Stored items
--
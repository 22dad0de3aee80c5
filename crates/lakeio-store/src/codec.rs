//! Object encoding
//!
//! Metadata values are plain serde types; the codec decides the bytes that
//! reach the store. Bincode is the compact default; JSON is readable and is
//! what the admin tooling prints.

use bytes::Bytes;
use lakeio_common::{Error, Result};
use serde::Serialize;
use serde::de::DeserializeOwned;

/// Serialization format for stored objects
#[derive(Debug, Clone, Copy, Default, PartialEq, Eq)]
pub enum Codec {
    #[default]
    Bincode,
    Json,
}

impl Codec {
    /// Encode a value
    pub fn encode<T: Serialize>(self, value: &T) -> Result<Bytes> {
        let bytes = match self {
            Self::Bincode => {
                bincode::serialize(value).map_err(|e| Error::Serialization(e.to_string()))?
            }
            Self::Json => {
                serde_json::to_vec(value).map_err(|e| Error::Serialization(e.to_string()))?
            }
        };
        Ok(Bytes::from(bytes))
    }

    /// Decode a value
    pub fn decode<T: DeserializeOwned>(self, bytes: &[u8]) -> Result<T> {
        match self {
            Self::Bincode => {
                bincode::deserialize(bytes).map_err(|e| Error::Deserialization(e.to_string()))
            }
            Self::Json => {
                serde_json::from_slice(bytes).map_err(|e| Error::Deserialization(e.to_string()))
            }
        }
    }

    /// Pretty JSON rendering for humans, independent of the storage codec
    pub fn to_json_pretty<T: Serialize>(value: &T) -> Result<String> {
        serde_json::to_string_pretty(value).map_err(|e| Error::Serialization(e.to_string()))
    }
}

#[cfg(test)]
mod tests {
    use super::*;
    use lakeio_common::{Column, RowsetMetadata, SchemaDescriptor, TabletMetadata};

    fn sample() -> TabletMetadata {
        let mut metadata = TabletMetadata::new(42, 3);
        metadata.schema = SchemaDescriptor::with_columns(
            10,
            vec![Column::new(0, "c0", "BIGINT").key(), Column::new(1, "c1", "INT").nullable()],
        );
        metadata.rowsets.push(RowsetMetadata::new(2, 5, 1024));
        metadata.commit_time = Some(1_700_000_000);
        metadata
    }

    #[test]
    fn test_codecs_preserve_metadata() {
        let metadata = sample();
        for codec in [Codec::Bincode, Codec::Json] {
            let bytes = codec.encode(&metadata).unwrap();
            let back: TabletMetadata = codec.decode(&bytes).unwrap();
            assert_eq!(back, metadata, "{codec:?}");
        }
    }

    #[test]
    fn test_decode_garbage() {
        let err = Codec::Bincode.decode::<TabletMetadata>(b"\x01").unwrap_err();
        assert!(matches!(err, Error::Deserialization(_)));
        let err = Codec::Json.decode::<TabletMetadata>(b"{").unwrap_err();
        assert!(matches!(err, Error::Deserialization(_)));
    }

    #[test]
    fn test_json_pretty_uses_type_field() {
        let json = Codec::to_json_pretty(&sample()).unwrap();
        assert!(json.contains("\"type\": \"BIGINT\""));
    }
}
--
• _Task instructions_: List every line above that contains the word "RowsetMetadata".

• _Finished task_:
    use lakeio_common::{Column, RowsetMetadata, SchemaDescriptor, TabletMetadata};
        metadata.rowsets.push(RowsetMetadata::new(2, 5, 1024));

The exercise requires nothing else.